Work to complete –
The records below should be printed once more, exactly as they appear.

(Supplied entries Opens)

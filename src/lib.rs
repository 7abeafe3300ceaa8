//! # Shardseek - Cross-Shard User Resolution
//!
//! A sharded bot runs as several processes, each connected to a subset of
//! guilds and each seeing only the users of those guilds. Shardseek turns a
//! raw command argument (a mention, an id, `name#1234` or a bare name) into
//! a user record, asking sibling shards when the local process has never
//! seen the user, and caching what they return.
//!
//! ## Core Concepts
//!
//! - **Identifier**: the classified form of a raw argument
//! - **EntityCache**: bounded, process-local user cache
//! - **ShardClient**: one broadcast per miss, first reply wins, hard deadline
//! - **Resolver**: parse, cache, remote, materialize, optional character gate
//! - **Validator**: integer ranges, fixed choices and dates
//!
//! ## Usage
//!
//! ```rust
//! use std::sync::Arc;
//!
//! use shardseek::{ClusterConfig, Entity, InMemoryProfileStore, LocalCluster, UserId};
//!
//! let cluster = LocalCluster::start(&ClusterConfig::default()).unwrap();
//! cluster
//!     .cache(1)
//!     .unwrap()
//!     .insert(Entity::with_tag(UserId::new(42), "Adrian", "0001"));
//!
//! let resolver = cluster
//!     .resolver(0, &Default::default(), Arc::new(InMemoryProfileStore::new()))
//!     .unwrap();
//! let user = resolver.resolve_user("Adrian#0001").unwrap();
//! assert_eq!(user.id, UserId::new(42));
//! ```

#![warn(missing_docs)]
#![warn(clippy::all)]
#![warn(clippy::pedantic)]
#![allow(clippy::module_name_repetitions)]

// Core types
pub mod entity;
pub mod error;
pub mod identifier;

// Caching and resolution
pub mod cache;
pub mod config;
pub mod guild;
pub mod materialize;
pub mod profile;
pub mod resolver;
pub mod shard;

// Argument validation
pub mod validate;

// gRPC transport (feature-gated)
#[cfg(feature = "transport-grpc")]
pub mod transport;

// Re-export primary types at crate root for convenience
pub use cache::{CacheStats, EntityCache, DEFAULT_CACHE_CAPACITY};
pub use config::{ClusterConfig, NodeConfig, ResolverConfig};
pub use entity::{Entity, HasUserId, UserId};
pub use error::{
    Bound, ConfigError, ConvertError, ConvertResult, ResolutionError, StorageError, TransportError,
    ValidationError,
};
pub use guild::{Guild, GuildDirectory, GuildId, Member, MemberScope};
pub use identifier::Identifier;
pub use materialize::{Materializer, RawUserRecord};
pub use profile::{CharacterGate, InMemoryProfileStore, ProfileRecord, ProfileStore, WithCharacter};
pub use resolver::{ResolutionStage, Resolver};
pub use shard::{
    ChannelTransport, LocalCluster, NoSiblings, ResolutionRequest, ShardClient, ShardLookup,
    ShardNode, ShardReply, ShardTransport,
};
pub use validate::{
    coin_side, crate_rarity, date_or_today, int_from_to, int_greater_than, Validated, Validator,
};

(Supplied entries Closes)

Problem solution –
filename src/lib.rs
repository 7abeafe3300ceaa8
//! # Shardseek - Cross-Shard User Resolution
//!
//! A sharded bot runs as several processes, each connected to a subset of
//! guilds and each seeing only the users of those guilds. Shardseek turns a
//! raw command argument (a mention, an id, `name#1234` or a bare name) into
//! a user record, asking sibling shards when the local process has never
//! seen the user, and caching what they return.
//!
//! ## Core Concepts
//!
//! - **Identifier**: the classified form of a raw argument
//! - **EntityCache**: bounded, process-local user cache
//! - **ShardClient**: one broadcast per miss, first reply wins, hard deadline
//! - **Resolver**: parse, cache, remote, materialize, optional character gate
//! - **Validator**: integer ranges, fixed choices and dates
//!
//! ## Usage
//!
//! ```rust
//! use std::sync::Arc;
//!
//! use shardseek::{ClusterConfig, Entity, InMemoryProfileStore, LocalCluster, UserId};
//!
//! let cluster = LocalCluster::start(&ClusterConfig::default()).unwrap();
//! cluster
//!     .cache(1)
//!     .unwrap()
//!     .insert(Entity::with_tag(UserId::new(42), "Adrian", "0001"));
//!
//! let resolver = cluster
//!     .resolver(0, &Default::default(), Arc::new(InMemoryProfileStore::new()))
//!     .unwrap();
//! let user = resolver.resolve_user("Adrian#0001").unwrap();
//! assert_eq!(user.id, UserId::new(42));
//! ```

#![warn(missing_docs)]
#![warn(clippy::all)]
#![warn(clippy::pedantic)]
#![allow(clippy::module_name_repetitions)]

// Core types
pub mod entity;
pub mod error;
pub mod identifier;

// Caching and resolution
pub mod cache;
pub mod config;
pub mod guild;
pub mod materialize;
pub mod profile;
pub mod resolver;
pub mod shard;

// Argument validation
pub mod validate;

// gRPC transport (feature-gated)
#[cfg(feature = "transport-grpc")]
pub mod transport;

// Re-export primary types at crate root for convenience
pub use cache::{CacheStats, EntityCache, DEFAULT_CACHE_CAPACITY};
pub use config::{ClusterConfig, NodeConfig, ResolverConfig};
pub use entity::{Entity, HasUserId, UserId};
pub use error::{
    Bound, ConfigError, ConvertError, ConvertResult, ResolutionError, StorageError, TransportError,
    ValidationError,
};
pub use guild::{Guild, GuildDirectory, GuildId, Member, MemberScope};
pub use identifier::Identifier;
pub use materialize::{Materializer, RawUserRecord};
pub use profile::{CharacterGate, InMemoryProfileStore, ProfileRecord, ProfileStore, WithCharacter};
pub use resolver::{ResolutionStage, Resolver};
pub use shard::{
    ChannelTransport, LocalCluster, NoSiblings, ResolutionRequest, ShardClient, ShardLookup,
    ShardNode, ShardReply, ShardTransport,
};
pub use validate::{
    coin_side, crate_rarity, date_or_today, int_from_to, int_greater_than, Validated, Validator,
};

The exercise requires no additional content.